Listed records START

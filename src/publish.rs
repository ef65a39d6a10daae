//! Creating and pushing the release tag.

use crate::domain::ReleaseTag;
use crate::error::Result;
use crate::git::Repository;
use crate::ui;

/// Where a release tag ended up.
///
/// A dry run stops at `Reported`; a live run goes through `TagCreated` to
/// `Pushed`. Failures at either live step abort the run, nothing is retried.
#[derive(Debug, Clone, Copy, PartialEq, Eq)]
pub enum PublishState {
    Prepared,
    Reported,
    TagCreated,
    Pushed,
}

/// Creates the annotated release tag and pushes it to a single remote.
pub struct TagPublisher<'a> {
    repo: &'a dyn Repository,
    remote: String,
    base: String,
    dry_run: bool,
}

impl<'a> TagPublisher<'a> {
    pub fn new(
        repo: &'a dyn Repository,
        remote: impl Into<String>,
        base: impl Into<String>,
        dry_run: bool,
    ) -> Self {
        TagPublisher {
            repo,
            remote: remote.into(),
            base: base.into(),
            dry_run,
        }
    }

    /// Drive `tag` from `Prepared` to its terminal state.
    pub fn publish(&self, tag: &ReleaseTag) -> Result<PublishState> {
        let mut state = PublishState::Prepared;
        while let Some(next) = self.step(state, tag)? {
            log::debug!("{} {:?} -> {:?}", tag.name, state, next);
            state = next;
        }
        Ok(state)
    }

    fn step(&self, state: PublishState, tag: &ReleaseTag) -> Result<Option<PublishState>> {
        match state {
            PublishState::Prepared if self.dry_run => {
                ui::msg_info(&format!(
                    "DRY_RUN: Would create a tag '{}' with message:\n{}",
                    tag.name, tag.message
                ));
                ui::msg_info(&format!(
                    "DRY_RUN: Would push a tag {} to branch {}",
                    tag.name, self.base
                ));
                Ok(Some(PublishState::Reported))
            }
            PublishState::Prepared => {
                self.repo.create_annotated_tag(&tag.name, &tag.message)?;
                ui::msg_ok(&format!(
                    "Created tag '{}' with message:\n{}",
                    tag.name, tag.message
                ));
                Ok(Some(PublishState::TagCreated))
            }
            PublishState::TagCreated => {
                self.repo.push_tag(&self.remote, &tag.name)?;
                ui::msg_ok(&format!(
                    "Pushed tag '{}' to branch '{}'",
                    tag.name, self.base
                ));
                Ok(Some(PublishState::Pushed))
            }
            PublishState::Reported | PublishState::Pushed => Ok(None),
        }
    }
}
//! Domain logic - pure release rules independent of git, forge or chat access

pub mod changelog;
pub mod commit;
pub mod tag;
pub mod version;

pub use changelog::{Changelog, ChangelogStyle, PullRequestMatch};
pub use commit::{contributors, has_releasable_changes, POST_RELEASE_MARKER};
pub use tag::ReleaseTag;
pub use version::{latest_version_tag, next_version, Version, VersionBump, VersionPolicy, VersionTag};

Listed records END

--- Exercise goal ---
If a line in the data above holds the word "TagPublisher", count it, and give only the final number.

--- Task answer ---
3